Философия и психология фантастики (Фрумкин) - страница 178
Грубость и жестокость орков служат в книге Толкиена как бы доказательством того, что они злодеи. Позиция более чем удобная для колонизаторов: дикари виновны в своей дикости, колониальные войны оказываются, таким образом, чуть ли не актом возмездия. Как верно отмечали Хоркхаймер и Адорно, "первобытные формы поведения, на которые наложила табу цивилизация, будучи трансформированными в деструктивные под стигмой зверства, продолжали вести подспудное существование" 225), и поэтому не делающий никаких скидок на отсталость морализм не различает дикарей заморских стран от простонародья собственной страны; и те и другие нарушители табу, нарушение табу роднит их с метафизическим злом.
Особенно вопиющим доказательством злодейства темных сил является то обстоятельство, что орки грешат людоедством, и у Толкиена это выглядит как некий нравственный порок, хотя, по большому счету, если подойти к этому факту буквально-этнографически, то получается, что Средиземье просто заселено некими примитивными, отсталыми племенами.
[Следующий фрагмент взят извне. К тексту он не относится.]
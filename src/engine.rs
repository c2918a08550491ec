use std::sync::atomic::{AtomicU64, Ordering};
use std::time::Instant;

use parking_lot::RwLock;
use tracing::{debug, info, warn};

use crate::analysis::analyzer::Analyzer;
use crate::core::config::EngineConfig;
use crate::core::error::{Error, ErrorKind, Result};
use crate::core::stats::EngineStats;
use crate::core::types::{DocId, ScoringMode, SearchOptions};
use crate::index::inverted::{InvertedIndex, PostingEntry};
use crate::query::cache::{QueryCache, QueryKey};
use crate::query::executor::QueryExecutor;
use crate::query::parser::QueryParser;
use crate::scoring::scorer::{CoverDensityScorer, FrequencyScorer, Scorer};
use crate::search::results::{ScoredDocument, SearchResults, TopKCollector};

/// Analyzer and index move together: a reload must never let a reader pair a
/// new analyzer with postings built by the old one mid-query.
struct EngineState {
    analyzer: Analyzer,
    index: InvertedIndex,
}

/// The engine facade: ingest, configure, query.
///
/// The index is the single shared mutable resource. Writers hold the write
/// lock for one document operation (per-document atomicity); readers run in
/// parallel with each other and see either the pre- or post-update state of
/// any given document, never an interleaving. Everything outside the lock is
/// a pure function over immutable inputs.
///
/// Result-cache accesses are ordered by the state lock: readers insert while
/// still holding the read lock, writers invalidate while still holding the
/// write lock. A result computed against the pre-write index therefore cannot
/// land in the cache after that write's invalidation.
pub struct Engine {
    state: RwLock<EngineState>,
    executor: QueryExecutor,
    cache: QueryCache,
    config: EngineConfig,

    start_time: Instant,
    query_count: AtomicU64,
    write_count: AtomicU64,
}

impl Engine {
    pub fn new(config: EngineConfig) -> Self {
        let analyzer = Analyzer::standard(
            config.stop_words.clone(),
            config.conflations.clone(),
        );
        Engine {
            state: RwLock::new(EngineState {
                analyzer,
                index: InvertedIndex::new(),
            }),
            executor: QueryExecutor::new(),
            cache: QueryCache::new(config.cache_capacity),
            config,
            start_time: Instant::now(),
            query_count: AtomicU64::new(0),
            write_count: AtomicU64::new(0),
        }
    }

    /// Seed an engine from interchange entries, bypassing the write path.
    pub fn from_entries(config: EngineConfig, entries: Vec<PostingEntry>) -> Self {
        let engine = Engine::new(config);
        {
            let mut state = engine.state.write();
            state.index = InvertedIndex::from_entries(entries);
        }
        engine
    }

    /// Index or re-index a document. Re-indexing replaces the previous
    /// vector wholesale; indexing identical text twice is idempotent.
    pub fn index(&self, doc_id: DocId, text: &str) -> Result<()> {
        let mut state = self.state.write();
        let tokens = state.analyzer.analyze(text);
        debug!(doc_id = doc_id.0, tokens = tokens.len(), "indexing document");
        state.index.upsert(doc_id, &tokens);
        self.cache.clear();
        drop(state);

        self.write_count.fetch_add(1, Ordering::Relaxed);
        Ok(())
    }

    /// Remove a document from the index. Removing an unknown id is a no-op
    /// surfaced as `Ok(false)`.
    pub fn remove(&self, doc_id: DocId) -> Result<bool> {
        let mut state = self.state.write();
        let removed = state.index.remove(doc_id);
        if removed {
            self.cache.clear();
        }
        drop(state);

        if removed {
            debug!(doc_id = doc_id.0, "removed document");
            self.write_count.fetch_add(1, Ordering::Relaxed);
        } else {
            warn!(doc_id = doc_id.0, "remove of unknown document ignored");
        }
        Ok(removed)
    }

    /// Drop every indexed document. The analysis configuration survives.
    pub fn clear(&self) {
        let mut state = self.state.write();
        state.index.clear();
        self.cache.clear();
        drop(state);

        self.write_count.fetch_add(1, Ordering::Relaxed);
        info!("index cleared");
    }

    /// Replace the stop-word set and conflation table between indexing
    /// batches. Holds exclusive access for the duration and drops the result
    /// cache; previously indexed documents keep the vectors built under the
    /// old configuration until re-indexed by the caller.
    pub fn reload<S>(&self, stop_words: Vec<S>, conflations: Vec<(S, S)>)
    where
        S: Into<String>,
    {
        let analyzer = Analyzer::standard(stop_words, conflations);
        let mut state = self.state.write();
        state.analyzer = analyzer;
        self.cache.clear();
        drop(state);

        info!("analysis configuration reloaded");
    }

    /// Evaluate a query and return hits ordered by descending score, ties by
    /// ascending document id.
    pub fn search(&self, query_text: &str, options: &SearchOptions) -> Result<SearchResults> {
        self.query_count.fetch_add(1, Ordering::Relaxed);

        if options.limit == 0 {
            return Err(Error::new(
                ErrorKind::InvalidInput,
                "search limit must be at least 1".to_string(),
            ));
        }

        let key = QueryKey::new(query_text, options);
        if let Some(cached) = self.cache.get(&key) {
            return Ok(cached);
        }

        let start = Instant::now();
        let state = self.state.read();

        let parser = QueryParser::new(&state.analyzer);
        let query = parser.parse(query_text, options.tolerant)?;
        let candidates = self.executor.execute(&query, &state.index);
        let stems = query.positive_stems();

        let scorer: &dyn Scorer = match options.mode {
            ScoringMode::Frequency => &FrequencyScorer,
            ScoringMode::CoverDensity => &CoverDensityScorer,
        };

        let mut collector = TopKCollector::new(options.limit);
        for doc_id in candidates {
            let score = scorer.score(&state.index, doc_id, &stems);
            collector.collect(ScoredDocument { doc_id, score });
        }

        let results = SearchResults {
            total_hits: collector.total_collected,
            max_score: collector.max_score(),
            hits: collector.into_results(),
            took_ms: start.elapsed().as_millis() as u64,
        };
        // Insert while still holding the read lock; writers clear under the
        // write lock, which orders this insert before any later invalidation.
        self.cache.put(key, results.clone());
        drop(state);

        debug!(
            query = query_text,
            hits = results.total_hits,
            scorer = scorer.name(),
            positional = query.has_positional(),
            "search executed"
        );
        Ok(results)
    }

    /// Interchange snapshot of the index, sorted by stem.
    pub fn snapshot(&self) -> Vec<PostingEntry> {
        self.state.read().index.to_entries()
    }

    pub fn stats(&self) -> EngineStats {
        let state = self.state.read();
        EngineStats {
            uptime_secs: self.start_time.elapsed().as_secs(),
            total_documents: state.index.doc_count(),
            distinct_terms: state.index.term_count(),
            total_tokens: state.index.total_tokens,
            query_count: self.query_count.load(Ordering::Relaxed),
            write_count: self.write_count.load(Ordering::Relaxed),
            cache: self.cache.stats(),
        }
    }

    pub fn config(&self) -> &EngineConfig {
        &self.config
    }

    /// Search options preloaded with the configured default result limit.
    pub fn default_options(&self) -> SearchOptions {
        SearchOptions {
            limit: self.config.default_limit,
            ..Default::default()
        }
    }
}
Любой беспристрастный взгляд увидит в орках первобытных дикарей либо низы классового общества, но латентный морализм Толкиена заставляет читателя видеть их именно "под стигмой зверства".
В нашумевшей экранизации романов Толкиена данная особенность противостояния "темных" и "светлых" подчеркнута еще больше. В фильме "Властелин колец: Две крепости" злобных орков прямо называют дикарями. Еще более красноречивы созданные фильмом визуальные образы, которые, кажется, специально развивают заложенную Толкиеном аристократическую тенденцию. Орки изображены звероподобными - не только в моральном, но и в биологическом смысле слова, они рычат и скалят клыки, т. е. ведут себя как хищные млекопитающие - существа опасные, но, с моральной точки зрения невинные! Зато эльфы печатают шаг в стройных колоннах, наподобие гвардейцев прусского короля. Что можно сказать о мышлении, которое зло представляет в образах дикой природы и примитивных народов, а добро - в образах европейского милитаризма, от викингов и рыцарства до Фридриха Великого? Конечно, это христианское мышление - ведь это христианство демонизировало природных козлоногих божеств язычества. Но, кроме того, это колониальное мышление.
"Неоколониальный" характер эпопеи о кольцах был замечен в российской прессе после выхода третьей серии кинопостановки. Возмущение рецензентов спровоцировали, прежде всего, несколько деталей: король Арагорн перед боем называет своих витязей "воинами Запада", а на стороне зла выступают некие южане-азиаты на чудовищных слонах. В итоге толкиеновская битва добра и зла предстает в глазах российских авторов как метафора геополитического противостояния США и "террористических" режимов Юга и Востока. "Надо признать, - пишет в "Известиях" Ольга Гаврилова, - что классические довольно зловещие - признаки противостояния Добра, олицетворяемого Северо-Западом, и Зла, олицетворяемого Юго-Востоком, в романе/фильме "Властелин колец" с каждым годом становятся все более актуальными. Еще недавно западно-восточная подоплека "Властелина" казалась подспудной, второплановой и почти полностью растворялась в нагромождении сюжетных линий, людей, коней, хоббитов, гномов и эльфов. И вдруг проступила настолько недвусмысленно, насколько это вообще возможно в полудетской (пусть и суперкрупнобюджетной) сказке-фэнтези. Причем, если в первых двух частях картины перемещения героев по горам и долам Средиземья в направлении страны зла Мордор являлись чисто географическими и не имели отчетливого идейно-политического смысла, то в третьей части он проступил с такой определенностью, что киноакадемики, выдвинувшие фильм на 11 "Оскаров", просто не могли этого не заметить" 226). По мнению Федора Бармина, выступающих на стороне Зла фантастических орков "давно трактовали как "нецивилизованную нелюдь" из стран третьего мира"227). Псевдопрусскую маршировку эльфов в фильме Бармин считает пародией на "Триумф воли" Лени Рифеншталь. Однако, даже принимая эту геополитическую интерпретацию "Властелина колец", следует отметить, что современное противостояние западной демократии и, допустим, диктатуры Саддама Хусейна является лишь очередным, - но не единственным и не первым противостоянием между "джентльменами" и "примитивными дикарями". Это противостояние может возникать и как гражданская война аристократии с крестьянством, и как строительство колониальных империй в XIX веке, и как современные попытки насаждать демократию в Ираке или Афганистане. Эпопея Толкиена, являясь произведением скорее символическим, чем аллегорическим, и не будучи привязанным к конкретным историческим событиям, может служить выражением для всех вариантов агрессивного западного снобизма подобного рода.